The competition between buoyancy and flow focussing in a two layer porous media flow

Flow of relatively dense gravity currents in saturated porous media with two distinct layers has been pursued theoretically and experimentally and will be demonstrated by a table-top experiment. In such systems, where fluid flow is driven by buoyancy, there exists a competition between gravity acting on the heavy fluid and flow focusing driven by ease of flow within the high permeability layer. When these two effects act together -- the lower layer is more permeable -- the current extends more rapidly than in a uniform medium of equivalent permeability.

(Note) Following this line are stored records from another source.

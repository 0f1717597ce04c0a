#![allow(clippy::missing_errors_doc)] // Allow public functions without # Errors sections
#![allow(clippy::must_use_candidate)] // Allow methods without must_use when context is clear

//! # Tasklane
//!
//! Tiered cache and bounded concurrent task execution engine for work that
//! calls a scarce, slow or rate-limited external service.
//!
//! ## Overview
//!
//! Callers hand [`Task`](execution::Task)s to a [`TaskExecutor`](execution::TaskExecutor).
//! Identical tasks are answered from a multi-tier cache, concurrent identical
//! tasks share one execution, and the rest run against a bounded
//! [`ResourcePool`](pool::ResourcePool) of handles to the external service
//! with a concurrency cap, deadlines, retries and a circuit breaker.
//!
//! ## Architecture
//!
//! ```text
//!                ┌──────────────────── TaskExecutor ────────────────────┐
//!  Task ──────▶  │ fingerprint ─▶ TieredCache ─▶ in-flight ─▶ Semaphore  │
//!                │                  │ hot (LRU + TTL)            │       │
//!                │                  │ distributed (hash ring)    ▼       │
//!                │                  │ durable            ResourcePool    │
//!                │                                            │         │
//!                │        CircuitBreaker ─▶ ExecutionBackend ◀┘         │
//!                └──────────────────────────────────────────────────────┘
//!                       │ EngineEvent (broadcast) │ ExecutorMetrics
//! ```
//!
//! ## Module Organization
//!
//! - [`cache`] - Cache entries, expiring LRU map, consistent hash ring, tiered cache
//! - [`pool`] - Bounded resource pool with adaptive sizing
//! - [`execution`] - Tasks, executor, error classification, history, metrics
//! - [`resilience`] - Circuit breaker guarding the execution backend
//! - [`config`] - Engine configuration sections and file/environment loader
//! - [`events`] - Typed engine events on a broadcast channel
//! - [`error`] - Crate-level error type
//! - [`logging`] - Structured logging setup and helpers
//!
//! ## Testing
//!
//! ```bash
//! cargo test --lib    # Unit tests
//! cargo test          # Unit, integration and property tests
//! cargo bench --features benchmarks
//! ```

pub mod cache;
pub mod config;
pub mod constants;
pub mod error;
pub mod events;
pub mod execution;
pub mod logging;
pub mod pool;
pub mod resilience;

pub use cache::{CacheEntry, CacheStats, CacheTier, ConsistentHashRing, ExpiringMap, TieredCache};
pub use config::{ConfigManager, EngineConfig};
pub use error::{EngineError, Result};
pub use events::{EngineEvent, EventPublisher};
pub use execution::{
    BackendError, BackendResponse, ErrorCategory, ExecutionBackend, Task, TaskError,
    TaskExecutor, TaskResult,
};
pub use pool::{PoolError, ResourceFactory, ResourcePool};
pub use resilience::{CircuitBreaker, CircuitBreakerConfig, CircuitState};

When gravity and the permeability structure act in opposition there is a critical flux $Q_C=(g'k_LH/\nu)f(k_U/k_L)$, where $f(x)=0.9(x-1)^{-1/3}$, beyond which the upper layer attracts the current sufficiently to overrun the lighter interstitial fluid in the lower layer ($k_U$ and $k_L$ are the permeabilities of the upper and lower layers and $H$ is the lower layer depth). When the system is at an angle to the horizontal, flow is driven by the component of gravity down the incline, rather than by the slope of the upper surface of the current, with the critical flux dependent on the angle. The studies have applications to sequestering supercritical carbon dioxide in saline aquifers 1 to 2 km beneath the surface of the Earth.